WHAT NEEDS TO BE DONE: Check each line of the material below for the word "push". Say how many lines have it, and nothing else.

SUPPLIED DATA START

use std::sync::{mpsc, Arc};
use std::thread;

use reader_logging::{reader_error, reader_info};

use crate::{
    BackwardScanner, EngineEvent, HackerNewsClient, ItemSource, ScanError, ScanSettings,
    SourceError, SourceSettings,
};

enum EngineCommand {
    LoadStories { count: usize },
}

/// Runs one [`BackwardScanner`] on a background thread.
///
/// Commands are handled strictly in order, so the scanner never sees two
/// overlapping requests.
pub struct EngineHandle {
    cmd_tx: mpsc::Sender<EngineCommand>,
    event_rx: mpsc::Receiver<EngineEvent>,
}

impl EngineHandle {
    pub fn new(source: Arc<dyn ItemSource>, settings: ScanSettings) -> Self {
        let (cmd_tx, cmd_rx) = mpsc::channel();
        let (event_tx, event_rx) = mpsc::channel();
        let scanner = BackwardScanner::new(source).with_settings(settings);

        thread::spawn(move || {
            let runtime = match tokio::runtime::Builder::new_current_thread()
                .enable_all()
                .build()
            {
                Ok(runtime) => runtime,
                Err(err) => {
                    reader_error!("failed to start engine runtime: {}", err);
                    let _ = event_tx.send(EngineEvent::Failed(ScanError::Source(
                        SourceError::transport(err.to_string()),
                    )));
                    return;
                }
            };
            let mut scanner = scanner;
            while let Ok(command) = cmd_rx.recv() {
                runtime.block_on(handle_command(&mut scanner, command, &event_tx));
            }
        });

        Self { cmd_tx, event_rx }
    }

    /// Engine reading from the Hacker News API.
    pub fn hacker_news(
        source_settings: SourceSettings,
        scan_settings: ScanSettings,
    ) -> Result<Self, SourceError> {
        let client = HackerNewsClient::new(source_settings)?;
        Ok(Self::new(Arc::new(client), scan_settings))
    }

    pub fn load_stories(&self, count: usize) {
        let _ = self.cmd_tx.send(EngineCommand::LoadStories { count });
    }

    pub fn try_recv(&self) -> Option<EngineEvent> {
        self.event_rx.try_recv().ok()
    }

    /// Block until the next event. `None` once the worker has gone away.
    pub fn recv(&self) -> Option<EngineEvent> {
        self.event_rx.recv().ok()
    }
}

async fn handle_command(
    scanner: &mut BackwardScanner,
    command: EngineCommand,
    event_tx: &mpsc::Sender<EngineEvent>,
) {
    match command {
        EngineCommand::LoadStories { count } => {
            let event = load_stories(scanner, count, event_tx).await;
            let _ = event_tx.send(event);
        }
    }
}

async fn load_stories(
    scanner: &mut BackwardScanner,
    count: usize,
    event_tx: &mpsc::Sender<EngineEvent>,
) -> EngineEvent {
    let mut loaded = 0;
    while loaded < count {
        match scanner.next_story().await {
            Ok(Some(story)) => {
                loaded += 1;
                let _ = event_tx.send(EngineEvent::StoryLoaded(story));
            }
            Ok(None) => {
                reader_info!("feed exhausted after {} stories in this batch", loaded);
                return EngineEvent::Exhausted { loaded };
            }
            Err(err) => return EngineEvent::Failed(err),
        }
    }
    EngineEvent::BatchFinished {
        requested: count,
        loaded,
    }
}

SUPPLIED DATA END
SUPPLIED DATA START

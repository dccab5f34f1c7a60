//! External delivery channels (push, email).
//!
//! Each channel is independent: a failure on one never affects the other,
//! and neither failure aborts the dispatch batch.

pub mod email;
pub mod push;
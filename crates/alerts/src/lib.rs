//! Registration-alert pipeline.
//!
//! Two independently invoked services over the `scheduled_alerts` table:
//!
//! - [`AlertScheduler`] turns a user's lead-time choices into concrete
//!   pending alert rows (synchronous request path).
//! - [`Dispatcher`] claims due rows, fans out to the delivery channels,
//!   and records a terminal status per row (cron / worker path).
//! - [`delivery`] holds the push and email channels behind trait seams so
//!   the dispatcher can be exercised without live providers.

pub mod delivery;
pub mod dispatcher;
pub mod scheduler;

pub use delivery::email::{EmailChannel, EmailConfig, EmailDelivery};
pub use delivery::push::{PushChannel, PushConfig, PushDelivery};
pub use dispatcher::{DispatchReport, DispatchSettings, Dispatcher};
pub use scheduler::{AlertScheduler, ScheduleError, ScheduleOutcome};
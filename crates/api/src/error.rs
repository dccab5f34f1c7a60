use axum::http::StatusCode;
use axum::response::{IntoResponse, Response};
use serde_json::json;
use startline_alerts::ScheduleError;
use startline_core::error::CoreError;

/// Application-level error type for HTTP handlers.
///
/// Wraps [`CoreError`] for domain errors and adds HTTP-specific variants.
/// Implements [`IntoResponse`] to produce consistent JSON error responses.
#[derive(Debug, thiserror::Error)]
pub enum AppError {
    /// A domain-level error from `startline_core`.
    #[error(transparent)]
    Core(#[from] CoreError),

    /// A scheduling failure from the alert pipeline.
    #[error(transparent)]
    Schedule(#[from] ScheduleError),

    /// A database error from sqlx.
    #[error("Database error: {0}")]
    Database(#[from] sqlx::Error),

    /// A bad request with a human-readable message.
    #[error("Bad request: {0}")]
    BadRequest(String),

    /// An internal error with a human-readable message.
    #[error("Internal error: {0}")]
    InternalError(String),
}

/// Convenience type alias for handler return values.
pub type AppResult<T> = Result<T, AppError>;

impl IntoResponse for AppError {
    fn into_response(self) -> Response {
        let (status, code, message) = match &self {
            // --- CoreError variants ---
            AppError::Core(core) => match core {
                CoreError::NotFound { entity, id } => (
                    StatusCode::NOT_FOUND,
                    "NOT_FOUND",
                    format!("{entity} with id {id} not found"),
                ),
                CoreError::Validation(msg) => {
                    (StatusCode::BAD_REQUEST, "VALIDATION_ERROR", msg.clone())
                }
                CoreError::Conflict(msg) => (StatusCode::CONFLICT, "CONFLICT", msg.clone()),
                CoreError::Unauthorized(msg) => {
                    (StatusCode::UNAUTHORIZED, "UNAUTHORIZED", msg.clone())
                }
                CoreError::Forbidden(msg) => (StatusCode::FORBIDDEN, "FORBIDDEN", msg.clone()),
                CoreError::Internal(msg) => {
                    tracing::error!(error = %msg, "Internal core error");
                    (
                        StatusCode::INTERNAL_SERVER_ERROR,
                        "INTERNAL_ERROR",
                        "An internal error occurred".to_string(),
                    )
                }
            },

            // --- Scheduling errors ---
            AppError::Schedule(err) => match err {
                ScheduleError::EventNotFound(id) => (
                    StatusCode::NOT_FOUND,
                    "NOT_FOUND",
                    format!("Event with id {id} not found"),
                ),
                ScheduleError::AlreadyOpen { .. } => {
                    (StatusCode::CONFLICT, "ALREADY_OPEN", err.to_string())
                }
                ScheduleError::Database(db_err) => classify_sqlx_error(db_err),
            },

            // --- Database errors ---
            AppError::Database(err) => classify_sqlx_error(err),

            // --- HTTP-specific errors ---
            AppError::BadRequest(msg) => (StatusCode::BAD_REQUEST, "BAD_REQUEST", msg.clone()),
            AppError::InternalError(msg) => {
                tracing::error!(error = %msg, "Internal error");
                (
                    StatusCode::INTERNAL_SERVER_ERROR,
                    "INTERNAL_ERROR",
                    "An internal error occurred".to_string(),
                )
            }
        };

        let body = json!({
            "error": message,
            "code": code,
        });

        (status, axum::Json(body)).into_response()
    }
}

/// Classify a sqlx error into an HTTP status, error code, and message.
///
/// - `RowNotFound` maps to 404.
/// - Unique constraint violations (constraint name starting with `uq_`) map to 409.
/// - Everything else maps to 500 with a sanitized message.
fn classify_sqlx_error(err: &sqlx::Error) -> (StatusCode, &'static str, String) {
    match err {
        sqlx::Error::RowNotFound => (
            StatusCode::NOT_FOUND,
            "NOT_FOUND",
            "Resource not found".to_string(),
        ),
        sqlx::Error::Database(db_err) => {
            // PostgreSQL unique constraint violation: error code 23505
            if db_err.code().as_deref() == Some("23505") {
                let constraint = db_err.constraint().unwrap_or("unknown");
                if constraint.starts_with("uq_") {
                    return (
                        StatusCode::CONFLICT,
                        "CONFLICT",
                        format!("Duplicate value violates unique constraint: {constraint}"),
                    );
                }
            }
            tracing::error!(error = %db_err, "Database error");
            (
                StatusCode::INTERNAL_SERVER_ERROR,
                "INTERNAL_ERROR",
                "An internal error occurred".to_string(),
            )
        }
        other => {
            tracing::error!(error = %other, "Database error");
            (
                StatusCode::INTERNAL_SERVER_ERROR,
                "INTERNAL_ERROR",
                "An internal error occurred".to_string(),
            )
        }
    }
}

SUPPLIED DATA END
SUPPLIED DATA START

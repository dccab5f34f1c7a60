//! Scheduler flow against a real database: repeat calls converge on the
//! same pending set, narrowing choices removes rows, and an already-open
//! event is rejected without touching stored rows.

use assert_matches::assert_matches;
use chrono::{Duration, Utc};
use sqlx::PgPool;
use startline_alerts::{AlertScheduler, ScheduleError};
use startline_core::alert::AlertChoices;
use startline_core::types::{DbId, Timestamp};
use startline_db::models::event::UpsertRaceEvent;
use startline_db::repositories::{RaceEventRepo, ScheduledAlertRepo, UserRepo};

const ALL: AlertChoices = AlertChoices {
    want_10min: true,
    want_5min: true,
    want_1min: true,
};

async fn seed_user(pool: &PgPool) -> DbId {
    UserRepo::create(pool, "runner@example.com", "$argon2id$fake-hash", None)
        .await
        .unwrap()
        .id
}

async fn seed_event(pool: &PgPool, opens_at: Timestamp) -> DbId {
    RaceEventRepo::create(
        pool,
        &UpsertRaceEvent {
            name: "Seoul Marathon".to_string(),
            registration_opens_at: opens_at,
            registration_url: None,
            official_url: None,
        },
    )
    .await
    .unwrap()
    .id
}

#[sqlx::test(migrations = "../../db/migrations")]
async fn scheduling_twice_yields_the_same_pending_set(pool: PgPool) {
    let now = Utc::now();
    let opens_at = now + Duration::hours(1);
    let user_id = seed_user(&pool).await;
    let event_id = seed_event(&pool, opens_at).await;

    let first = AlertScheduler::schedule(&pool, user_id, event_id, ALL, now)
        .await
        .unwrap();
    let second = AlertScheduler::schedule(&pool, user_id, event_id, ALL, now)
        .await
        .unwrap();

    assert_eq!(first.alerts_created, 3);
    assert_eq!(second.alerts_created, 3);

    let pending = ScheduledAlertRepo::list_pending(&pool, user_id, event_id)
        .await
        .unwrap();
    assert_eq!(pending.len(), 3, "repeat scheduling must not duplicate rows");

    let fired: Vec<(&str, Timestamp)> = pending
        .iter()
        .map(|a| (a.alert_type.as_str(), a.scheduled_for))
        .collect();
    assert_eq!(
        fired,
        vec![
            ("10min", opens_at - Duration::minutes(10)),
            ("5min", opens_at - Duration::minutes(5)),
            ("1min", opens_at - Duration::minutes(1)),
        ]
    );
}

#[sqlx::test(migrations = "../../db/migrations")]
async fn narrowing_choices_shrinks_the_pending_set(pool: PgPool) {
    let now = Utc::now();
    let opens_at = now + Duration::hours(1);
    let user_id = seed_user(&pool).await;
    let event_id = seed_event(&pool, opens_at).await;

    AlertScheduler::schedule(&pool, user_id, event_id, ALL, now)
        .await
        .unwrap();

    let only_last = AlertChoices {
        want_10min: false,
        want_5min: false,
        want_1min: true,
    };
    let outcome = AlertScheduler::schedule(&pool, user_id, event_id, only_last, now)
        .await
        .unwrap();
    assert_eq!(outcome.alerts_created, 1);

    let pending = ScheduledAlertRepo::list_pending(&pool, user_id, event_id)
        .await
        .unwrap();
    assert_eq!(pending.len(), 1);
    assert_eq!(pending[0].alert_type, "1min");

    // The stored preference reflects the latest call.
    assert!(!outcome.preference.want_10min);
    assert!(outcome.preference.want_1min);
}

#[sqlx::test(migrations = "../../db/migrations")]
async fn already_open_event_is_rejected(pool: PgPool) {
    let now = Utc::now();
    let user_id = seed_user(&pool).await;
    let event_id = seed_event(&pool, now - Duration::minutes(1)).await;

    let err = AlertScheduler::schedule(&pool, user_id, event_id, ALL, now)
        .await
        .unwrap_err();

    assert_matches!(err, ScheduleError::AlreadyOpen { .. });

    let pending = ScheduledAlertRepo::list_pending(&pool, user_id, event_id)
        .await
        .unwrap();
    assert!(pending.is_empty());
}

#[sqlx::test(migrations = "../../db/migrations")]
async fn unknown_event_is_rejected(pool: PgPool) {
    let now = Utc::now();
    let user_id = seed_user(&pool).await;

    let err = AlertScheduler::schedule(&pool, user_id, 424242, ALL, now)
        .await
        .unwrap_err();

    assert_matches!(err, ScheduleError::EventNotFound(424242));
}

SUPPLIED DATA END

YOUR SOLUTION: 4